As we await the rulings today in Hollingsworth v. Perry and United States v. Windsor it's worthwhile to look at a piece in Slate that examines the bigotry of Justice Antonin Scalia who, in my opinion, becomes more insane and unfit for a position on the Court with each passing day. The man cares nothing for the rights and lives of others - as is the norm for the Christofascists - and would seemingly be better placed among the mullahs in Tehran or conservative regions of Pakistan. Here are some article highlights that follow up on Scalia's rant on "morality" last week in North Carolina:
In a speech last week titled “Mullahs of the West: Judges as Moral Arbiters,” Justice Antonin Scalia told the North Carolina Bar Association that the court has no place acting as a “judge moralist” in issues better left to the people. Since judges aren’t qualified—or constitutionally authorized—to set moral standards, he argued, the people should decide what’s morally acceptable.
But does Scalia, whose quarter-century on the bench has marked him as the court’s moral scold for his finger-wagging views on social issues, have a coherent understanding of what it means to say something is or isn’t moral, and of morality’s proper role in the law?
Scalia would have you believe it’s liberal, pro-gay sympathizers who are imposing their own brand of moral laxity on the nation, and unconstitutionally using the courts to do it. His angry dissent in the 2003 Lawrence v. Texas case ending sodomy bans—decided 10 years ago this week—blasted the court for embracing “a law-profession culture that has largely signed on to the so-called homosexual agenda [which is] directed at eliminating the moral opprobrium that has traditionally attached to homosexual conduct.”
“Countless judicial decisions and legislative enactments,” he wrote, “have relied on the ancient proposition that a governing majority's belief that certain sexual behavior is ‘immoral and unacceptable’ constitutes a rational basis for regulation.”
Yet as Sandra Day O’Connor pointed out in her concurring opinion in Lawrence, that’s not actually true. At least when you’re singling out a group for separate treatment. “We have never held that moral disapproval, without any other asserted state interest, is a sufficient rationale under the Equal Protection Clause to justify a law that discriminates among groups of persons.”
He defends the people’s right to legislate their belief that some forms of sex are “immoral and unacceptable,” to oppose, by law, “a lifestyle that they believe to be immoral and destructive,” and to pass public indecency statutes to protect “order and morality.”
If what’s really at issue are acts that threaten safety, health, and order, why do people like Scalia keep insisting that mere moral disapproval, rather than preventing harm, should be a constitutionally legitimate basis to limit people’s rights? The entire anti-gay movement has gotten this memo. Which is why arguments that gay people are sick, disgusting and all-around morally bad have yielded, since the 1990s, to arguments alleging that gays threaten to cause concrete harm to American families and institutions.

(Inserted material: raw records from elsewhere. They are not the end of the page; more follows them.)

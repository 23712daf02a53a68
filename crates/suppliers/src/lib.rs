//! Suppliers domain module (event-sourced).
//!
//! This crate contains business rules for suppliers, implemented purely as
//! deterministic domain logic (no IO, no HTTP, no storage).

pub mod supplier;

pub use supplier::{
    ContactInfo, RegisterSupplier, ReinstateSupplier, SetLeadTime, Supplier, SupplierCommand,
    SupplierContactUpdated, SupplierEvent, SupplierId, SupplierLeadTimeSet, SupplierRegistered,
    SupplierReinstated, SupplierStatus, SupplierSuspended, SuspendSupplier, UpdateContact,
};
use serde::{Deserialize, Serialize};
use serde_json::Value as JsonValue;
use thiserror::Error;

use stockpilot_core::TenantId;

/// One advisory output.
///
/// This is *not* a domain event. It is a suggestion that can be persisted or
/// displayed by higher layers (infra/API) without mutating domain state.
#[derive(Debug, Clone, PartialEq, Serialize, Deserialize)]
pub struct Advice {
    /// Tenant the advice belongs to.
    pub tenant_id: TenantId,

    /// Job kind that produced the advice (e.g. `inventory.reorder`).
    pub job: String,

    /// What the advice is about (stock item id, rule code). `None` for
    /// tenant-wide summaries.
    pub subject: Option<String>,

    /// Primary score (job-specific meaning).
    pub score: f64,

    /// Confidence in \[0, 1\].
    pub confidence: f64,

    /// Human-readable explanation.
    pub summary: Option<String>,

    /// Free-form structured detail (inputs used, computed figures).
    pub details: JsonValue,
}

impl Advice {
    pub fn new(tenant_id: TenantId, job: impl Into<String>, score: f64, confidence: f64) -> Self {
        Self {
            tenant_id,
            job: job.into(),
            subject: None,
            score,
            confidence,
            summary: None,
            details: JsonValue::Null,
        }
    }

    pub fn about(mut self, subject: impl Into<String>) -> Self {
        self.subject = Some(subject.into());
        self
    }

    pub fn with_summary(mut self, summary: impl Into<String>) -> Self {
        self.summary = Some(summary.into());
        self
    }

    pub fn with_details(mut self, details: JsonValue) -> Self {
        self.details = details;
        self
    }
}

#[derive(Debug, Error)]
pub enum AdvisorError {
    #[error("invalid job input: {0}")]
    InvalidInput(String),

    #[error("advisory job failed: {0}")]
    Failed(String),

    #[error("internal error: {0}")]
    Internal(String),
}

Scalia seems to reduce morality to feelings and tastes alone. He wants judges to get out of the way and respect that “people may feel that their disapprobation of homosexual conduct is strong enough” to pass laws against them. For him, it was the very “impossibility of distinguishing homosexuality from other traditional ‘morals’ offenses” that allowed the court to ban sodomy prior to Lawrence. But homosexuality is distinguishable from other morals “offenses.” Assisted suicide, incest, adultery, pornography—all these arguably cause some form of harm to living creatures, while two women loving each other just doesn’t.
What we should no longer be able to get away with in the 21st century is calling something immoral just because we don’t like it. Genuine moral judgment is not reducible to whatever people feel, what they like or don’t like. (Isn’t that what lax liberals are alleged to believe?) Morality is not just whatever views a majority has long held, and it’s not simply what you learned on your mother’s knee or whatever it says in your faith’s scripture. Moral belief is a grounded judgment about what harms or helps living things. Yet somehow, homosexuality’s become just about the only thing left that people get to call immoral without every explaining why.